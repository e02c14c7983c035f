use bytes::{BufMut, BytesMut};
use bytestring::ByteString;

use crate::error::EncodeError;
use crate::types::{packet_type, ConnectFlags, QoS, WILL_QOS_SHIFT};
use crate::utils::{write_variable_length, Encode};

use super::packet::*;

pub(crate) fn get_encoded_publish_size(p: &Publish) -> usize {
    // Topic + Packet Id + Payload
    if p.qos == QoS::AtLeastOnce || p.qos == QoS::ExactlyOnce {
        4 + p.topic.len() + p.payload.len()
    } else {
        2 + p.topic.len() + p.payload.len()
    }
}

pub(crate) fn get_encoded_subscribe_size(topic_filters: &[(ByteString, QoS)]) -> usize {
    2 + topic_filters.iter().fold(0, |acc, (filter, _)| acc + 2 + filter.len() + 1)
}

pub(crate) fn get_encoded_unsubscribe_size(topic_filters: &[ByteString]) -> usize {
    2 + topic_filters.iter().fold(0, |acc, filter| acc + 2 + filter.len())
}

pub(crate) fn get_encoded_size(packet: &Packet) -> usize {
    match *packet {
        Packet::Connect(ref connect) => {
            let Connect { ref protocol, ref last_will, ref client_id, ref username, ref password, .. } =
                **connect;

            // Protocol Level + Connect Flags + Keep Alive
            let mut n = 1 + 1 + 2;

            // Protocol Name
            n += 2 + protocol.name().len();

            // Client Id
            n += 2 + client_id.len();

            if let Some(LastWill { ref topic, ref message, .. }) = *last_will {
                n += 2 + topic.len() + 2 + message.len();
            }

            if let Some(ref s) = *username {
                n += 2 + s.len();
            }

            if let Some(ref s) = *password {
                n += 2 + s.len();
            }

            n
        }

        Packet::Publish(ref publish) => get_encoded_publish_size(publish),
        Packet::ConnectAck { .. } | // Flags + Return Code
        Packet::PublishAck { .. } |
        Packet::PublishReceived { .. } |
        Packet::PublishRelease { .. } |
        Packet::PublishComplete { .. } |
        Packet::UnsubscribeAck { .. } => 2, // Packet Id
        Packet::Subscribe { ref topic_filters, .. } => get_encoded_subscribe_size(topic_filters),
        Packet::SubscribeAck { ref status, .. } => 2 + status.len(),
        Packet::Unsubscribe { ref topic_filters, .. } => get_encoded_unsubscribe_size(topic_filters),
        Packet::PingRequest | Packet::PingResponse | Packet::Disconnect => 0,
    }
}

pub(crate) fn encode(packet: &Packet, dst: &mut BytesMut, content_size: u32) -> Result<(), EncodeError> {
    match packet {
        Packet::Connect(connect) => {
            dst.put_u8(packet_type::CONNECT);
            write_variable_length(content_size, dst);
            encode_connect(connect, dst)?;
        }
        Packet::ConnectAck(ack) => {
            dst.put_u8(packet_type::CONNACK);
            write_variable_length(content_size, dst);
            let flags_byte = u8::from(ack.session_present);
            let code: u8 = From::from(ack.return_code);
            dst.put_slice(&[flags_byte, code]);
        }
        Packet::Publish(publish) => {
            dst.put_u8(
                packet_type::PUBLISH_START
                    | (u8::from(publish.qos) << 1)
                    | ((publish.dup as u8) << 3)
                    | (publish.retain as u8),
            );
            write_variable_length(content_size, dst);
            publish.topic.encode(dst)?;
            if publish.qos == QoS::AtMostOnce {
                if publish.packet_id.is_some() {
                    return Err(EncodeError::MalformedPacket); // packet id must not be set
                }
            } else {
                publish.packet_id.ok_or(EncodeError::PacketIdRequired)?.encode(dst)?;
            }
            dst.put(publish.payload.as_ref());
        }

        Packet::PublishAck { packet_id } => {
            dst.put_u8(packet_type::PUBACK);
            write_variable_length(content_size, dst);
            packet_id.encode(dst)?;
        }
        Packet::PublishReceived { packet_id } => {
            dst.put_u8(packet_type::PUBREC);
            write_variable_length(content_size, dst);
            packet_id.encode(dst)?;
        }
        Packet::PublishRelease { packet_id } => {
            dst.put_u8(packet_type::PUBREL);
            write_variable_length(content_size, dst);
            packet_id.encode(dst)?;
        }
        Packet::PublishComplete { packet_id } => {
            dst.put_u8(packet_type::PUBCOMP);
            write_variable_length(content_size, dst);
            packet_id.encode(dst)?;
        }
        Packet::Subscribe { packet_id, ref topic_filters } => {
            dst.put_u8(packet_type::SUBSCRIBE);
            write_variable_length(content_size, dst);
            packet_id.encode(dst)?;
            for &(ref filter, qos) in topic_filters {
                filter.encode(dst)?;
                dst.put_u8(qos.into());
            }
        }
        Packet::SubscribeAck { packet_id, ref status } => {
            dst.put_u8(packet_type::SUBACK);
            write_variable_length(content_size, dst);
            packet_id.encode(dst)?;
            let buf: Vec<u8> = status
                .iter()
                .map(|s| match *s {
                    SubscribeReturnCode::Success(qos) => qos.into(),
                    _ => 0x80u8,
                })
                .collect();
            dst.put_slice(&buf);
        }
        Packet::Unsubscribe { packet_id, ref topic_filters } => {
            dst.put_u8(packet_type::UNSUBSCRIBE);
            write_variable_length(content_size, dst);
            packet_id.encode(dst)?;
            for filter in topic_filters {
                filter.encode(dst)?;
            }
        }
        Packet::UnsubscribeAck { packet_id } => {
            dst.put_u8(packet_type::UNSUBACK);
            write_variable_length(content_size, dst);
            packet_id.encode(dst)?;
        }
        Packet::PingRequest => dst.put_slice(&[packet_type::PINGREQ, 0]),
        Packet::PingResponse => dst.put_slice(&[packet_type::PINGRESP, 0]),
        Packet::Disconnect => dst.put_slice(&[packet_type::DISCONNECT, 0]),
    }

    Ok(())
}

fn encode_connect(connect: &Connect, dst: &mut BytesMut) -> Result<(), EncodeError> {
    let Connect { protocol, clean_session, keep_alive, ref last_will, ref client_id, ref username, ref password } =
        *connect;

    protocol.name().as_bytes().encode(dst)?;

    let mut flags = ConnectFlags::empty();

    if username.is_some() {
        flags |= ConnectFlags::USERNAME;
    }
    if password.is_some() {
        flags |= ConnectFlags::PASSWORD;
    }

    if let Some(LastWill { qos, retain, .. }) = *last_will {
        flags |= ConnectFlags::WILL;

        if retain {
            flags |= ConnectFlags::WILL_RETAIN;
        }

        flags |= ConnectFlags::from_bits_truncate((qos as u8) << WILL_QOS_SHIFT);
    }

    if clean_session {
        flags |= ConnectFlags::CLEAN_START;
    }

    dst.put_slice(&[protocol.level(), flags.bits()]);
    dst.put_u16(keep_alive);
    client_id.encode(dst)?;

    if let Some(LastWill { ref topic, ref message, .. }) = *last_will {
        topic.encode(dst)?;
        message.encode(dst)?;
    }

    if let Some(ref s) = *username {
        s.encode(dst)?;
    }

    if let Some(ref s) = *password {
        s.encode(dst)?;
    }
    Ok(())
}

#[cfg(test)]
mod tests {
    use crate::types::Protocol;
    use bytes::Bytes;
    use bytestring::ByteString;
    use std::num::NonZeroU16;

    use super::*;

    fn packet_id(v: u16) -> NonZeroU16 {
        NonZeroU16::new(v).unwrap()
    }

    fn assert_encode_packet(packet: &Packet, expected: &[u8]) {
        let mut v = BytesMut::with_capacity(1024);
        encode(packet, &mut v, get_encoded_size(packet) as u32).unwrap();
        assert_eq!(expected.len(), v.len());
        assert_eq!(expected, &v[..]);
    }

    #[test]
    fn test_encode_connect_packets() {
        assert_encode_packet(
            &Packet::Connect(Box::new(Connect {
                protocol: Protocol::default(),
                clean_session: false,
                keep_alive: 60,
                client_id: ByteString::from_static("12345"),
                last_will: None,
                username: Some(ByteString::from_static("user")),
                password: Some(Bytes::from_static(b"pass")),
            })),
            &b"\x10\x1D\x00\x04MQTT\x04\xC0\x00\x3C\x00\
\x0512345\x00\x04user\x00\x04pass"[..],
        );

        assert_encode_packet(
            &Packet::Connect(Box::new(Connect {
                protocol: Protocol::default(),
                clean_session: false,
                keep_alive: 60,
                client_id: ByteString::from_static("12345"),
                last_will: Some(LastWill {
                    qos: QoS::ExactlyOnce,
                    retain: false,
                    topic: ByteString::from_static("topic"),
                    message: Bytes::from_static(b"message"),
                }),
                username: None,
                password: None,
            })),
            &b"\x10\x21\x00\x04MQTT\x04\x14\x00\x3C\x00\
\x0512345\x00\x05topic\x00\x07message"[..],
        );

        assert_encode_packet(&Packet::Disconnect, b"\xe0\x00");
    }

    #[test]
    fn test_encode_connect_ack() {
        assert_encode_packet(
            &Packet::ConnectAck(ConnectAck {
                session_present: false,
                return_code: ConnectAckReason::ConnectionAccepted,
            }),
            b"\x20\x02\x00\x00",
        );
        assert_encode_packet(
            &Packet::ConnectAck(ConnectAck {
                session_present: false,
                return_code: ConnectAckReason::BadUserNameOrPassword,
            }),
            b"\x20\x02\x00\x04",
        );
    }

    #[test]
    fn test_encode_publish_packets() {
        assert_encode_packet(
            &Packet::Publish(Publish {
                dup: true,
                retain: true,
                qos: QoS::ExactlyOnce,
                topic: ByteString::from_static("topic"),
                packet_id: Some(packet_id(0x4321)),
                payload: Bytes::from_static(b"data"),
                properties: None,
            }),
            b"\x3d\x0D\x00\x05topic\x43\x21data",
        );

        assert_encode_packet(
            &Packet::Publish(Publish {
                dup: false,
                retain: false,
                qos: QoS::AtMostOnce,
                topic: ByteString::from_static("topic"),
                packet_id: None,
                payload: Bytes::from_static(b"data"),
                properties: None,
            }),
            b"\x30\x0b\x00\x05topicdata",
        );
    }

    #[test]
    fn test_encode_acks() {
        assert_encode_packet(&Packet::PublishAck { packet_id: packet_id(1) }, b"\x40\x02\x00\x01");
        assert_encode_packet(&Packet::PublishReceived { packet_id: packet_id(1) }, b"\x50\x02\x00\x01");
        assert_encode_packet(&Packet::PublishRelease { packet_id: packet_id(1) }, b"\x62\x02\x00\x01");
        assert_encode_packet(&Packet::PublishComplete { packet_id: packet_id(1) }, b"\x70\x02\x00\x01");
    }

    #[test]
    fn test_encode_ping_packets() {
        assert_encode_packet(&Packet::PingRequest, b"\xc0\x00");
        assert_encode_packet(&Packet::PingResponse, b"\xd0\x00");
    }
}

WHAT IS NEEDED: Copy out every line of the listing that includes the string "fold".

RESULT OF THE TASK:
    2 + topic_filters.iter().fold(0, |acc, (filter, _)| acc + 2 + filter.len() + 1)
    2 + topic_filters.iter().fold(0, |acc, filter| acc + 2 + filter.len())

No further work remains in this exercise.